So you, mortal, I have made a sentinel for the house of Israel; whenever you hear a word from my mouth, you shall give them warning from me. If I say to the wicked, ‘O wicked ones, you shall surely die’, and you do not speak to warn the wicked to turn from their ways, the wicked shall die in their iniquity, but their blood I will require at your hand. But if you warn the wicked to turn from their ways, and they do not turn from their ways, the wicked shall die in their iniquity, but you will have saved your life. (Ezekiel 33:7-9, NRSV)
In days gone by, a pastor would know these words well, and these words would be a prod.
In the United Methodist Church, do we hear these words?
Rachel Held Evans, the hugely influential religion blogger, wrote about why the mainline church is not a good fit for her.
While evangelicals often adopt a narrow, literalist view of Scripture that borders on bibliolatry, I’ve spoken with mainliners who admit that they are embarrassingly illiterate when it comes to the Bible. (One woman told me that the only parts of Scripture she recognizes are those found in her hymnal, that she didn’t know the difference between Psalms and Proverbs, and that she was shocked to learn that some of her favorite liturgy was taken directly from the Bible.)
While evangelicals carry the unfortunate reputation of being married to the Republican party, mainliners are missing a great opportunity to talk about what it means to pledge one’s allegiance first and foremost to the Kingdom of God.
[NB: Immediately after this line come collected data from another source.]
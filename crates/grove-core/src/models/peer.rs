//! Peer model

use serde::{Deserialize, Serialize};

use crate::identity::Fingerprint;

use super::device::DeviceId;

/// A remote Grove device this one synchronizes with.
#[derive(Debug, Clone, PartialEq, Eq, Serialize, Deserialize)]
pub struct Peer {
    /// The remote device's id
    pub peer_id: DeviceId,
    pub peer_name: String,
    /// Base URL, without trailing slash
    pub peer_url: String,
    /// Pinned certificate fingerprint, `None` until first contact
    pub certificate_fingerprint: Option<Fingerprint>,
    /// Start time of the last fully successful sync round (Unix ms)
    pub last_sync_at: Option<i64>,
    /// Registration timestamp (Unix ms)
    pub created_at: i64,
    /// Last registry update (Unix ms)
    pub updated_at: i64,
}

impl Peer {
    pub fn uses_tls(&self) -> bool {
        self.peer_url.starts_with("https://")
    }
}

/// Unvalidated peer registration input, as entered by an operator or read from config.
#[derive(Debug, Clone, PartialEq, Eq, Serialize, Deserialize)]
pub struct PeerRegistration {
    pub peer_id: String,
    pub peer_name: String,
    pub peer_url: String,
    #[serde(default)]
    pub certificate_fingerprint: Option<String>,
}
While some evangelicals avoid making justice a centerpiece of their mission for fear of looking too “liberal” (though I think this is improving), many mainliners fail to explain the religious motivation behind their acts of mercy. (One young woman from a mainline church put it this way: “I wasn’t learning anything about justice or creation care in church that I wasn’t learning in school. In fact, when talking about justice, my pastor was more likely to quote Gandhi than Jesus. So why would I bother going to church?”)
While evangelical pastors may care too little about who they offend, mainline pastors may care too much, to the point that they are afraid to say anything of substance.
I don’t think Ezekiel speaks to all of these issues, but he does speak to a key issue. Do we take God seriously enough to speak with passion and live with boldness? Do we feel the weight of what we are doing when we gather as a church?
When the music fades and the words of Scripture have been read, do we United Methodist pastors open our mouths to speak as if something of cosmic significance hangs in the balance?
As you may be able to tell, I ask this question more as a prod to myself than a question for you.
I try every week to preach well, but I have to admit that I too often lack the fire and sense that something of cosmic importance is happening when I preach. I am too often more concerned with being accepted than with heeding the words and warning of Ezekiel.
So, this post is a bit of a confession, a bit of an act of contrition, and a bit of a prayer that God make me a better watchman on his tower.